Wednesday, April 11, 2018

Poem: Monica Youn

Monica Youn
I should start today's post by saying I'd initially imagined, as I often do, that these entries would be brief and that the poems would speak for themselves. In a few cases, that's how things have unfolded. In others, like yesterday's...well, one paragraph leads to another, followed by another, and then I've written far more than I intended to. I hope none of it is boring, and that, for readers who might not be familiar with the poem and poet, the commentary is at least somewhat interesting and perhaps even a little insightful. But I am going to strive for brevity or I'll struggle to finish these posts.

Today's poem takes the idea of writing about art and ekphrasis in yet another direction. Instead of focusing on a particular art work or artist, Monica Youn's "Drawing for Absolute Beginners" starts from a more basic principle: drawing--that is, learning to draw--for absolute beginners. Whether in art school or browsing bookstore shelves, you can come across courses and books geared toward "absolute beginners" that presuppose no familiarity with picking up a pen or pencil and sketchbook t all, a state utterly foreign to someone like me who began drawing at 18 months old.

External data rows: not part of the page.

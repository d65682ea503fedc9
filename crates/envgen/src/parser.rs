//! Declaration file parsing.
//!
//! Each non-blank, non-comment line must have the shape
//! `[export] NAME=VALUE` or `NAME: VALUE`. Values may be single or double
//! quoted; an unquoted value runs until a `#` comment or the end of the line.
//! Nothing inside a value is interpolated.

use std::collections::HashSet;

use envgen_runtime::{Value, infer};
use indexmap::IndexMap;
use once_cell::sync::Lazy;
use regex::Regex;
use tracing::{debug, trace};

use crate::error::{Error, ErrorKind};

static LINE: Lazy<Regex> = Lazy::new(|| {
    Regex::new(
        r#"^\s*(?:export\s+)?([A-Za-z0-9_.]+)(?:\s*=\s*|:\s+)('(?:\\'|[^'])*'|"(?:\\"|[^"])*"|[^#\n]+)?\s*(?:#.*)?$"#,
    )
    .expect("declaration line pattern is valid")
});

/// One `NAME=VALUE` line with its inferred value.
#[derive(Debug, Clone, PartialEq)]
pub struct Declaration {
    pub name: String,
    /// The value text after quote stripping.
    pub raw: String,
    pub value: Value,
    /// 1-based source line.
    pub line: usize,
}

/// Split a single line into name and raw value.
///
/// Returns `Ok(None)` for blank lines and comments. A rejected line comes back
/// as [`ErrorKind::Format`] without a line number; callers attach one.
pub fn parse_line(line: &str) -> Result<Option<(String, String)>, Error> {
    let Some(caps) = LINE.captures(line) else {
        let trimmed = line.trim();
        if trimmed.is_empty() || trimmed.starts_with('#') {
            return Ok(None);
        }
        return Err(Error::format(line));
    };
    let name = caps[1].to_string();
    let value = caps.get(2).map(|m| m.as_str()).unwrap_or_default();
    Ok(Some((name, strip_quotes(value.trim_end()).to_string())))
}

/// Remove exactly one pair of matching outer quotes.
pub fn strip_quotes(value: &str) -> &str {
    let bytes = value.as_bytes();
    match (bytes.first(), bytes.last()) {
        (Some(&open), Some(&close)) if value.len() >= 2 && open == close && (open == b'\'' || open == b'"') => {
            &value[1..value.len() - 1]
        }
        _ => value,
    }
}

fn for_each_line(
    contents: &str,
    mut visit: impl FnMut(usize, String, String) -> Result<(), Error>,
) -> Result<(), Error> {
    let mut seen = HashSet::new();
    for (index, line) in contents.lines().enumerate() {
        let line_no = index + 1;
        let Some((name, raw)) = parse_line(line).map_err(|err| err.at_line(line_no))? else {
            continue;
        };
        if !seen.insert(name.clone()) {
            return Err(Error::duplicate(line_no, name));
        }
        trace!(line = line_no, %name, %raw, "declaration");
        visit(line_no, name, raw)?;
    }
    Ok(())
}

/// Parse declarations and infer a typed value for each.
pub fn parse_str(contents: &str) -> Result<Vec<Declaration>, Error> {
    let mut declarations = Vec::new();
    for_each_line(contents, |line, name, raw| {
        let value = infer(&raw).map_err(|err| Error::infer(line, err))?;
        declarations.push(Declaration { name, raw, value, line });
        Ok(())
    })?;
    debug!(count = declarations.len(), "parsed declarations");
    Ok(declarations)
}

/// Parse declarations without type inference, keeping the raw text.
pub fn parse_raw(contents: &str) -> Result<IndexMap<String, String>, Error> {
    let mut vars = IndexMap::new();
    for_each_line(contents, |_, name, raw| {
        vars.insert(name, raw);
        Ok(())
    })?;
    Ok(vars)
}

#[cfg(test)]
mod tests {
    use super::*;

    #[test]
    fn accepts_the_supported_line_shapes() {
        assert_eq!(parse_line("A=1").unwrap(), Some(("A".into(), "1".into())));
        assert_eq!(parse_line("  export B = two ").unwrap(), Some(("B".into(), "two".into())));
        assert_eq!(parse_line("C: three").unwrap(), Some(("C".into(), "three".into())));
        assert_eq!(parse_line("app.name=svc").unwrap(), Some(("app.name".into(), "svc".into())));
        assert_eq!(parse_line("EMPTY=").unwrap(), Some(("EMPTY".into(), String::new())));
    }

    #[test]
    fn trailing_comment_is_dropped_outside_quotes() {
        assert_eq!(parse_line("A=foo # note").unwrap(), Some(("A".into(), "foo".into())));
        assert_eq!(parse_line("A=\"foo # kept\"").unwrap(), Some(("A".into(), "foo # kept".into())));
    }

    #[test]
    fn quotes_lose_only_the_outer_pair() {
        assert_eq!(parse_line("A='x'").unwrap(), Some(("A".into(), "x".into())));
        assert_eq!(parse_line(r#"A="say \"hi\"""#).unwrap(), Some(("A".into(), r#"say \"hi\""#.into())));
        assert_eq!(parse_line("A='it\\'s'").unwrap(), Some(("A".into(), "it\\'s".into())));
        assert_eq!(parse_line("A=\"${HOME}\"").unwrap(), Some(("A".into(), "${HOME}".into())));
    }

    #[test]
    fn blank_and_comment_lines_are_skipped() {
        assert_eq!(parse_line("").unwrap(), None);
        assert_eq!(parse_line("   ").unwrap(), None);
        assert_eq!(parse_line("# A=1").unwrap(), None);
    }

    #[test]
    fn malformed_lines_are_rejected_verbatim() {
        for line in ["NOT A DECLARATION", "A:b"] {
            let err = parse_line(line).unwrap_err();
            assert_eq!(err.line, None);
            assert!(matches!(err.kind, ErrorKind::Format { line: ref rejected } if rejected == line));
        }
    }

    #[test]
    fn strip_quotes_needs_a_matching_pair() {
        assert_eq!(strip_quotes("'x\""), "'x\"");
        assert_eq!(strip_quotes("\""), "\"");
        assert_eq!(strip_quotes("''"), "");
    }
}
//! Environment variable declaration files with inferred types.
//!
//! Declarations are parsed with [`parse_str`] or [`load_file`] and can be
//! registered directly in a [`Registry`] with [`register_declarations`], or
//! handed to `envgen-codegen` to generate a typed configuration module.

pub mod error;
pub mod loader;
pub mod parser;

pub use envgen_runtime as runtime;
pub use envgen_runtime::{EnvError, EnvSource, Kind, MapEnv, ProcessEnv, Registry, Value, Var, infer};
pub use error::{Error, ErrorKind};
pub use loader::{load_file, load_raw_file};
pub use parser::{Declaration, parse_line, parse_raw, parse_str, strip_quotes};

/// Register every declaration in `registry`, using its inferred value as the default.
///
/// # Panics
///
/// Panics if a declaration's name is already registered.
pub fn register_declarations(registry: &mut Registry, declarations: &[Declaration]) -> Vec<Var<Value>> {
    declarations
        .iter()
        .map(|decl| registry.value_var(&decl.name, decl.value.clone()))
        .collect()
}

But there are absolute beginners in almost everything out there, and with drawing, a quick Net search showed one such course at The Cooper Union, as well as Andrew Loomis's various instructional series, which include the line quoted as an epitaph in Youn's poem. Yet Youn's poem is about more than drawing per se than, I would venture, exploring how we assemble meaning out of various strands of experience, information, knowledge we encounter, the lines and hatchmarks and shadings of art and life, and how, almost like beginners, we have to interpret what we hope to understand. That also is one definition of how we "read" a poem. We can approach it, as I once suggested in a micro-essay entitled "The X-Ray of the Poem," in a variety of ways, and perhaps we should.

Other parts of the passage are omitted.